Ses sympathisants sur les réseaux sociaux, précisent que ceux qui ne sont pas de la région ne connaissent pas la générosité tribale de la région. Ils s’emploient à accréditer l’idée que les ovins sacrifiés seraient des dons de sa famille élargie et les dépenses aussi. On pourrait nous-mêmes dire que les danseuses seraient venues gratos. Mais la sécurisation de la cérémonie, que Bouali Mbarki lui-même mettait en exergue pour remercier les forces de sécurité, a un prix. Les dons auraient été faits à un Bouali qui ne serait pas SGA de l’UGTT ? Ces dons aussi n’ont-ils pas un prix ? Et s’il n’est pas cash, il pourrait être d’une autre nature, pourraient le penser, à tort certainement, le Tunisien moyen et le syndicaliste de base qui a vu les multiples photos de ce mariage princier, le SG adjoint de l’UGTT étant connu pour sa probité, ainsi que tous les responsables de l’Organisation ouvrière.

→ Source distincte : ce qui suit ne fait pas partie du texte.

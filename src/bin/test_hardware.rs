#![no_std]
#![no_main]

use embassy_executor::Spawner;
use embassy_time::{Duration, Instant, Timer};
use esp_backtrace as _;
use esp_hal::timer::timg::TimerGroup;

use roomsense::{
    clock,
    controls::wifi_bars,
    display::Ssd1306Panel,
    hardware::{Bme280Sensor, SSD1306Hardware},
    influx::Metric,
    input::{Debouncer, Edge},
    model::{DisplayState, Field, TemperatureUnit},
    traits::{DisplaySink, SensorSource},
};

esp_bootloader_esp_idf::esp_app_desc!();

// Test result tracking
struct TestResults {
    passed: u32,
    failed: u32,
    total: u32,
}

impl TestResults {
    fn new() -> Self {
        Self {
            passed: 0,
            failed: 0,
            total: 0,
        }
    }

    fn assert(&mut self, condition: bool, test_name: &str) {
        self.total += 1;
        if condition {
            self.passed += 1;
            esp_println::println!("  ✓ {}", test_name);
        } else {
            self.failed += 1;
            esp_println::println!("  ✗ {} FAILED", test_name);
        }
    }

    fn assert_eq<T: PartialEq + core::fmt::Debug>(&mut self, left: T, right: T, test_name: &str) {
        self.total += 1;
        if left == right {
            self.passed += 1;
            esp_println::println!("  ✓ {}", test_name);
        } else {
            self.failed += 1;
            esp_println::println!("  ✗ {} FAILED: {:?} != {:?}", test_name, left, right);
        }
    }

    fn assert_close(&mut self, value: f32, expected: f32, tolerance: f32, test_name: &str) {
        self.total += 1;
        if (value - expected).abs() < tolerance {
            self.passed += 1;
            esp_println::println!("  ✓ {}", test_name);
        } else {
            self.failed += 1;
            esp_println::println!(
                "  ✗ {} FAILED: {:.2} not close to {:.2} (tolerance: {:.2})",
                test_name,
                value,
                expected,
                tolerance
            );
        }
    }

    fn print_summary(&self) {
        esp_println::println!("\n==========================================");
        esp_println::println!("Test Summary:");
        esp_println::println!("  Total:  {}", self.total);
        esp_println::println!("  Passed: {}", self.passed);
        esp_println::println!("  Failed: {}", self.failed);
        if self.failed == 0 {
            esp_println::println!("\n✓ ALL TESTS PASSED!");
        } else {
            esp_println::println!("\n✗ SOME TESTS FAILED");
        }
        esp_println::println!("==========================================");
    }
}

fn test_logic(results: &mut TestResults) {
    esp_println::println!("\n[TEST] Logic Tests");

    let hold = Duration::from_millis(200);
    let start = Instant::from_millis(1_000);
    let mut debouncer = Debouncer::new(Edge::Rising, hold);
    results.assert_eq(debouncer.poll(true, start), Some(Edge::Rising), "rising edge fires");
    debouncer.poll(false, start + Duration::from_millis(10));
    results.assert_eq(
        debouncer.poll(true, start + Duration::from_millis(20)),
        None,
        "bounce within hold suppressed",
    );
    debouncer.poll(false, start + Duration::from_millis(300));
    results.assert_eq(
        debouncer.poll(true, start + Duration::from_millis(310)),
        Some(Edge::Rising),
        "edge after hold fires",
    );

    results.assert_eq(wifi_bars(-50), "||||", "strong signal bars");
    results.assert_eq(wifi_bars(-75), "||", "weak signal bars");
    results.assert_eq(wifi_bars(-90), "|", "poor signal bars");

    results.assert_close(
        TemperatureUnit::Fahrenheit.from_celsius(22.5),
        72.5,
        0.01,
        "Celsius to Fahrenheit",
    );

    match clock::parse(br#"[{"just_time":"9:05","am_pm":"pm","month":"10/","day":"19"}]"#) {
        Ok(wall) => {
            results.assert_eq(wall.time.as_str(), "9:05 PM", "clock time text");
            results.assert_eq(wall.date.as_str(), "10/19", "clock date text");
        }
        Err(e) => {
            esp_println::println!("    clock parse failed: {}", e);
            results.assert(false, "clock payload parse");
        }
    }

    let metric = Metric {
        measurement: "temperature",
        host: "esp32s3",
        room: "living room",
        value: 72.456,
    };
    match metric.line() {
        Ok(line) => results.assert_eq(
            line.as_str(),
            "temperature,host=esp32s3,room=living\\ room value=72.46",
            "line protocol record",
        ),
        Err(e) => {
            esp_println::println!("    line build failed: {}", e);
            results.assert(false, "line protocol record");
        }
    }
}

fn test_bme280_sensor(results: &mut TestResults, sensor: &mut Bme280Sensor<'_>) {
    esp_println::println!("\n[TEST] BME280 Sensor Tests");

    if let Err(e) = sensor.init() {
        esp_println::println!("  Failed to initialize BME280: {}", e);
        results.assert(false, "BME280 initialization");
        return;
    }
    results.assert(sensor.is_ready(), "BME280 initialization");

    esp_println::println!("  Reading samples (5)...");
    let mut samples = heapless::Vec::<(f32, f32), 5>::new();
    for i in 0..5 {
        match sensor.read() {
            Ok(reading) => {
                esp_println::println!(
                    "    Sample {}: {:.2}°C {:.1}%",
                    i + 1,
                    reading.temperature_c,
                    reading.humidity_pct
                );
                let _ = samples.push((reading.temperature_c, reading.humidity_pct));
            }
            Err(e) => esp_println::println!("    Failed to read sample: {}", e),
        }
    }

    results.assert_eq(samples.len(), 5, "collected 5 samples");
    if samples.len() == 5 {
        for (temp, humidity) in samples.iter() {
            results.assert(*temp > -40.0 && *temp < 85.0, "temperature in valid range");
            results.assert(*humidity >= 0.0 && *humidity <= 100.0, "humidity in valid range");
        }

        let min_temp = samples.iter().fold(f32::INFINITY, |a, &(t, _)| a.min(t));
        let max_temp = samples.iter().fold(f32::NEG_INFINITY, |a, &(t, _)| a.max(t));
        results.assert(max_temp - min_temp < 2.0, "temperature readings stable (within 2°C)");
    }
}

async fn test_display(results: &mut TestResults, display: &mut Ssd1306Panel<'_>) {
    esp_println::println!("\n[TEST] SSD1306 Display Tests");

    let state = DisplayState::new(TemperatureUnit::Fahrenheit, "Test bench");
    results.assert(
        display.render(&state, Field::Footer).is_ok(),
        "render placeholder frame",
    );

    for level in [1.0, 0.3, 0.01, 0.001, 0.0, 1.0] {
        results.assert(display.set_brightness(level).is_ok(), "set brightness");
        Timer::after(Duration::from_millis(250)).await;
    }
}

#[esp_rtos::main]
async fn main(_spawner: Spawner) {
    esp_println::logger::init_logger_from_env();
    let peripherals = esp_hal::init(esp_hal::Config::default());

    esp_println::println!("\n==========================================");
    esp_println::println!("=== Hardware Unit Test Runner ===");
    esp_println::println!("==========================================");

    let mut results = TestResults::new();

    // Run tests that don't need hardware
    test_logic(&mut results);

    let timg0 = TimerGroup::new(peripherals.TIMG0);
    esp_rtos::start(timg0.timer0);

    match Bme280Sensor::new(peripherals.I2C0, peripherals.GPIO8, peripherals.GPIO9) {
        Ok(mut sensor) => test_bme280_sensor(&mut results, &mut sensor),
        Err(e) => {
            esp_println::println!("  I2C0 setup failed: {}", e);
            results.assert(false, "BME280 bus setup");
        }
    }

    let panel = SSD1306Hardware::new(peripherals.I2C1, peripherals.GPIO2, peripherals.GPIO1)
        .and_then(Ssd1306Panel::new);
    match panel {
        Ok(mut display) => test_display(&mut results, &mut display).await,
        Err(e) => {
            esp_println::println!("  Failed to initialize SSD1306: {}", e);
            results.assert(false, "SSD1306 initialization");
        }
    }

    results.print_summary();

    esp_println::println!("\nTest run complete. Looping...");
    loop {
        if results.failed == 0 {
            Timer::after(Duration::from_millis(200)).await;
        } else {
            Timer::after(Duration::from_millis(1000)).await;
        }
    }
}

Avec l’étalage de faste, voulu ou involontaire, dont elle a fait l’objet, la cérémonie de mariage du fils d’un SG adjoint de l’organisation syndicale qui avait maintes fois décrié le clinquant de certains patrons, était jugée indécente, surtout dans cette conjoncture économique particulière que traverse la Tunisie et que décrie aussi l’UGTT de Mbarki et ses camarades. On croirait presque que Maher Zid de l’organisation nationale de lutte contre la corruption n’aurait peut-être pas tort lorsqu’il portait plainte, en mars 201, contre Bouali et son fils l’agriculteur Wajdi.

  • Quelqu’un pour enquêter, démentir ou confirmer à la CNSS ?

Par erreur médiatique, le mariage de son fils et le faste qui l’a entouré, écornera, c’est sûr, l’image de l’organisation syndicale, réputée organisation de gauche et représentative des couches sociales démunies, qui ne disposent pas d’autant de moyens et n’étalent pas leurs richesses, et ajoutera certainement un nouveau reproche à une UGTT, déjà sur la sellette dans le dossier de ses impayés en cotisations sociales à la CNSS. Son pourfendeur, le député Imed Daïmi, vient d’apporter de l’eau au moulin de sa plainte déposée contre l’UGTT. Il s’agit de la copie d’une partie du rapport d’une société de commissariat aux comptes, détaillant les dettes de l’UGTT auprès de la CNSS.

Selon ce document, que nous publions avec toutes les réserves d’usage, les dettes de l’UGTT au mois de décembre 2016 seraient de 17,9234 MDT, dont 15,4485 MDT au titre de l’année 2010 et les années antérieures. Théoriquement et à moins que l’UGTT se soit rattrapée, ces chiffres devraient augmenter.

Au 3 juillet 2019, la CNSS n’a publié aucun communiqué sur sa page officielle des réseaux sociaux, pour démentir cette affaire et affirmer que l’UGTT paie les cotisations sociales de ses employés en temps et en heure. Il n’y a, jusqu’ici, que le chargé de communication de l’UGTT pour démentir une affaire qui, si elle s’avérait réelle et juste, porterait aussi un mauvais coup à l’image d’une organisation, avocate des intérêts des ouvriers et très inquiète de la situation financière de la CNSS !

Khaled Boumiza

1 COMMENTAIRE

  1. L’auteur caresse dans le sens du poil. Pourtant, il est réputé (pas pour moi) être agressif, mais seulement contre une partie contre laquelle il a une dent. Il n’ose pas attaquer de front l’UGTT. Ppourtant, il a comme pièce maîtresse une copie du rapport d’un professionnel indépendant qui détaille les impayés de l’UGTT à la CNSS, organisme social que la centrale syndicale prétend défendre corps et âme. Zayed. Errjoulia tahdhar we tghib.